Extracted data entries
┄┄┄┄┄┄┄┄┄┄

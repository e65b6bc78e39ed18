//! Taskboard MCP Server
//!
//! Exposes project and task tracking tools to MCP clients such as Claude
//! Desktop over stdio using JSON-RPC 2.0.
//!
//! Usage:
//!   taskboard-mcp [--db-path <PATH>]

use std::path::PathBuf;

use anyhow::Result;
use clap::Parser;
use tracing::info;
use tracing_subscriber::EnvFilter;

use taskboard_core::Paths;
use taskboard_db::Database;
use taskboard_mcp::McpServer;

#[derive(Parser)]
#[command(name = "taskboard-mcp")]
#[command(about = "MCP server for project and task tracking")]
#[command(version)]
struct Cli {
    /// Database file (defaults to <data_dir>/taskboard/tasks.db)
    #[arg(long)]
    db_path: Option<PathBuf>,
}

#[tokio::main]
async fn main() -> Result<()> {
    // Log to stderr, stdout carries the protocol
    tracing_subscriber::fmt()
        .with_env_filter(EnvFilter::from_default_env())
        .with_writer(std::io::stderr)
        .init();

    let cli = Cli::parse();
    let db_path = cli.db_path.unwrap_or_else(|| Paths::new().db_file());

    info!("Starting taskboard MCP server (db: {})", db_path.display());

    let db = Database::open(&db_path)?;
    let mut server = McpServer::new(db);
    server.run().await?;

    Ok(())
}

┄┄┄┄┄┄┄┄┄┄

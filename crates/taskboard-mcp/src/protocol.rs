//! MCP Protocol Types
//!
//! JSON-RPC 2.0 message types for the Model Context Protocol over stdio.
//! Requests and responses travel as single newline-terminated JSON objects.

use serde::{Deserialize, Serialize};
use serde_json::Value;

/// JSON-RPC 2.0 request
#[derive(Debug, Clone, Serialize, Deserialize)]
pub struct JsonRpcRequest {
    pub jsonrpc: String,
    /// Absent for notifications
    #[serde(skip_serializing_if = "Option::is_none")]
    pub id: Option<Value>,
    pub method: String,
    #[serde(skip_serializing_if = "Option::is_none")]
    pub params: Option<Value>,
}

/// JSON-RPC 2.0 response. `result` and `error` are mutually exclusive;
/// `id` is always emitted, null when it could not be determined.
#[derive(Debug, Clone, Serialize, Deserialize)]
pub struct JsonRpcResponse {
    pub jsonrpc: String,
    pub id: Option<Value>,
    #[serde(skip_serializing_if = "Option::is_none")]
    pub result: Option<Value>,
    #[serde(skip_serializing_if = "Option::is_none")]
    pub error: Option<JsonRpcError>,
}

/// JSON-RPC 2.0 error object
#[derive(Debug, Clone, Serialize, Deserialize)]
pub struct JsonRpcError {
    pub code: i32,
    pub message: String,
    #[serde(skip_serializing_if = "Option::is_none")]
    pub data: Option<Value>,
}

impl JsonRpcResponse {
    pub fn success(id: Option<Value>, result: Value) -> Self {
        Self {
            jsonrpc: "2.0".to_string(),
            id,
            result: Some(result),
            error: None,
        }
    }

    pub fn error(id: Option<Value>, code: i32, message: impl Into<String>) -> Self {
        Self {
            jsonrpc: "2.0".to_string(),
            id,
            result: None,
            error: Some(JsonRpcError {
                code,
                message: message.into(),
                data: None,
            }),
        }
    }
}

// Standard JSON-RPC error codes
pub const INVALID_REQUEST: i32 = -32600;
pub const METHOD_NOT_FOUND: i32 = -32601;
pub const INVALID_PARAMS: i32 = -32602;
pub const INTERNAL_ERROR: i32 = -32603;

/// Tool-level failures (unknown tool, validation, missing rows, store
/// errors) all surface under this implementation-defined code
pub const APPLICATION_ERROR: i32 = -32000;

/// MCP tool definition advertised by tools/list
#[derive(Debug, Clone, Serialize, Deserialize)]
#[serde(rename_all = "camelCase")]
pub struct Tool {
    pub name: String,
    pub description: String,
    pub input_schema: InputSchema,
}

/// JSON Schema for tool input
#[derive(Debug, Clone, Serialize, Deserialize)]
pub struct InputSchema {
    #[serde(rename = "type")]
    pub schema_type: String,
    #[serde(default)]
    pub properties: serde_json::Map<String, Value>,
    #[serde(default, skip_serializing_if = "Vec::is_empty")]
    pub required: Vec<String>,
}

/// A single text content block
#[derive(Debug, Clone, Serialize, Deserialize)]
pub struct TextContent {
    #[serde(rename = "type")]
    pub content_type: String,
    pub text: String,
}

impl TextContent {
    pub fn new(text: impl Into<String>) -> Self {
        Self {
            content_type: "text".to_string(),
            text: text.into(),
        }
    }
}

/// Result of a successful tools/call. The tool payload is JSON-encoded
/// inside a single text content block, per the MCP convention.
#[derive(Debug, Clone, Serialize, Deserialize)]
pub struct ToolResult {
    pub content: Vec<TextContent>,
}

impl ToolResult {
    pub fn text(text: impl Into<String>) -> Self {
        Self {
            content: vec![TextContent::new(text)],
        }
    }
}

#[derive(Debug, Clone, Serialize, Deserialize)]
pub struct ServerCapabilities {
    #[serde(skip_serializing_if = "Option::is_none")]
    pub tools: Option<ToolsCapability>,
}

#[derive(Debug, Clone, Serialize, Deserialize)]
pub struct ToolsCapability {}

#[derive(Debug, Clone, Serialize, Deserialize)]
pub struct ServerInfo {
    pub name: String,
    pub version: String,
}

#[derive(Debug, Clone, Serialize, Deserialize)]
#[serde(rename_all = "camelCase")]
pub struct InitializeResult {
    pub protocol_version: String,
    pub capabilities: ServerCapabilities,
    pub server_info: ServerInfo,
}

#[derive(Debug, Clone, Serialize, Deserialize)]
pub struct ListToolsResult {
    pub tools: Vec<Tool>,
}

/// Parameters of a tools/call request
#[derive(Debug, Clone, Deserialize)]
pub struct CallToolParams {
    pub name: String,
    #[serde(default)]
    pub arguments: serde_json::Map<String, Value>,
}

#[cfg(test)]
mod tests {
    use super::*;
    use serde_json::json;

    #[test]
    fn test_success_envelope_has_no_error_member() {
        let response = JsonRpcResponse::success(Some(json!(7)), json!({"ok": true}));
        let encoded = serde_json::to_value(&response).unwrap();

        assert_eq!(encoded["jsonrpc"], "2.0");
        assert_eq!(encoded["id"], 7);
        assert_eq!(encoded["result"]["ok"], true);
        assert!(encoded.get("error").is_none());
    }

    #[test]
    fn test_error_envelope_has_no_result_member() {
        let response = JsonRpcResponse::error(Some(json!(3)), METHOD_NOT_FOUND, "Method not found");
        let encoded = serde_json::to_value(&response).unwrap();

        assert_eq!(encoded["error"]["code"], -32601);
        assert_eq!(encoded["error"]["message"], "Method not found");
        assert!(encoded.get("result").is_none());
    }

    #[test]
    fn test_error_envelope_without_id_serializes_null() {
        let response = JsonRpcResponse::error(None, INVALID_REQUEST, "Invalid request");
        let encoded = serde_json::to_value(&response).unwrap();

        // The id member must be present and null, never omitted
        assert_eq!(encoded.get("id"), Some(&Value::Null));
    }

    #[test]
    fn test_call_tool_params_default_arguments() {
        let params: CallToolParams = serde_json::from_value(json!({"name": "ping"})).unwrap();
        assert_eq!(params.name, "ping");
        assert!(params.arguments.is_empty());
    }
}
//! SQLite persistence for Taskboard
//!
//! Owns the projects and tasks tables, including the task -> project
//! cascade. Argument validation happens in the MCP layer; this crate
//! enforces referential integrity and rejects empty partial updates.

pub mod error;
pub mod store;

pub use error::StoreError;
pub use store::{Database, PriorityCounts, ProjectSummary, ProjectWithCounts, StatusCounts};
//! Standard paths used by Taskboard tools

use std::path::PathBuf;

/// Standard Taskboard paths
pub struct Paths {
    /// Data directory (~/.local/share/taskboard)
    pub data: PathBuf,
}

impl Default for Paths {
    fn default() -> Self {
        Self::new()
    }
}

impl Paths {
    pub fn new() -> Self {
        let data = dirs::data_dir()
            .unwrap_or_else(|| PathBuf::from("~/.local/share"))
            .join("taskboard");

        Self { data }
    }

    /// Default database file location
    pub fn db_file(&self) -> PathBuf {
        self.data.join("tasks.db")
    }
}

┄┄┄┄┄┄┄┄┄┄

_To do:_ The answer must consist of every line in the records above that contains the word "local".

_Exercise answer:_
    /// Data directory (~/.local/share/taskboard)
            .unwrap_or_else(|| PathBuf::from("~/.local/share"))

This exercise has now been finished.